//! Background jobs.
//!
//! Each submodule provides a long-running async function intended to be
//! spawned via `tokio::spawn`, stopped through a [`CancellationToken`].
//!
//! [`CancellationToken`]: tokio_util::sync::CancellationToken

pub mod session_cleanup;
//! Navigation decisions for the protected area and the login surface.
//!
//! Only the shape of the stored access token is checked here; signature and
//! expiry are the server's business and surface later as a 401.

use std::collections::HashSet;
use std::sync::Arc;

use jsonwebtoken::{decode, DecodingKey, Validation};
use serde::Deserialize;
use taskboard_core::types::DbId;

use crate::events::{LoginReason, Route};
use crate::token_store::TokenStore;

/// Identity decoded from the access token's claims.
///
/// Only `userId` is required; a token without `email` still counts as
/// well-formed.
#[derive(Debug, Clone, PartialEq, Eq, Deserialize)]
pub struct SessionUser {
    #[serde(rename = "userId")]
    pub user_id: DbId,
    #[serde(default)]
    pub email: String,
}

/// Outcome of entering the protected area.
#[derive(Debug, Clone, PartialEq, Eq)]
pub enum ProtectedEntry {
    Render(SessionUser),
    Redirect(Route),
}

/// Outcome of entering the login surface.
#[derive(Debug, Clone, PartialEq, Eq)]
pub enum LoginEntry {
    ShowForm,
    Redirect(Route),
}

/// Decode the claims of a JWT without verifying its signature or expiry.
pub fn decode_unverified(token: &str) -> Result<SessionUser, jsonwebtoken::errors::Error> {
    let mut validation = Validation::default();
    validation.insecure_disable_signature_validation();
    validation.validate_exp = false;
    validation.required_spec_claims = HashSet::new();

    let data = decode::<SessionUser>(token, &DecodingKey::from_secret(&[]), &validation)?;
    Ok(data.claims)
}

pub struct RouteGuard {
    tokens: Arc<dyn TokenStore>,
}

impl RouteGuard {
    pub fn new(tokens: Arc<dyn TokenStore>) -> Self {
        Self { tokens }
    }

    /// Decide whether to render the protected area.
    pub fn enter_protected(&self) -> ProtectedEntry {
        let unauthorized = ProtectedEntry::Redirect(Route::Login(Some(LoginReason::Unauthorized)));

        let Some(token) = self.tokens.access_token() else {
            return unauthorized;
        };

        match decode_unverified(&token) {
            Ok(user) => ProtectedEntry::Render(user),
            Err(e) => {
                tracing::debug!(error = %e, "Stored access token is not decodable");
                self.clear();
                unauthorized
            }
        }
    }

    /// Decide whether the login surface shows its form.
    ///
    /// The unauthorized marker always wipes stored tokens first.
    pub fn enter_login(&self, reason: Option<LoginReason>) -> LoginEntry {
        if reason == Some(LoginReason::Unauthorized) {
            self.clear();
            return LoginEntry::ShowForm;
        }

        let Some(token) = self.tokens.access_token() else {
            return LoginEntry::ShowForm;
        };

        if decode_unverified(&token).is_ok() {
            LoginEntry::Redirect(Route::Dashboard)
        } else {
            self.clear();
            LoginEntry::ShowForm
        }
    }

    fn clear(&self) {
        if let Err(e) = self.tokens.clear() {
            tracing::warn!(error = %e, "Failed to clear tokens");
        }
    }
}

------------------------------------------------

Having found the line with "if let Err(e)", please set it down along with every line after it through the end of the material above, exactly and with nothing added.

■ **RESULT OF THIS TASK**
        if let Err(e) = self.tokens.clear() {
            tracing::warn!(error = %e, "Failed to clear tokens");
        }
    }
}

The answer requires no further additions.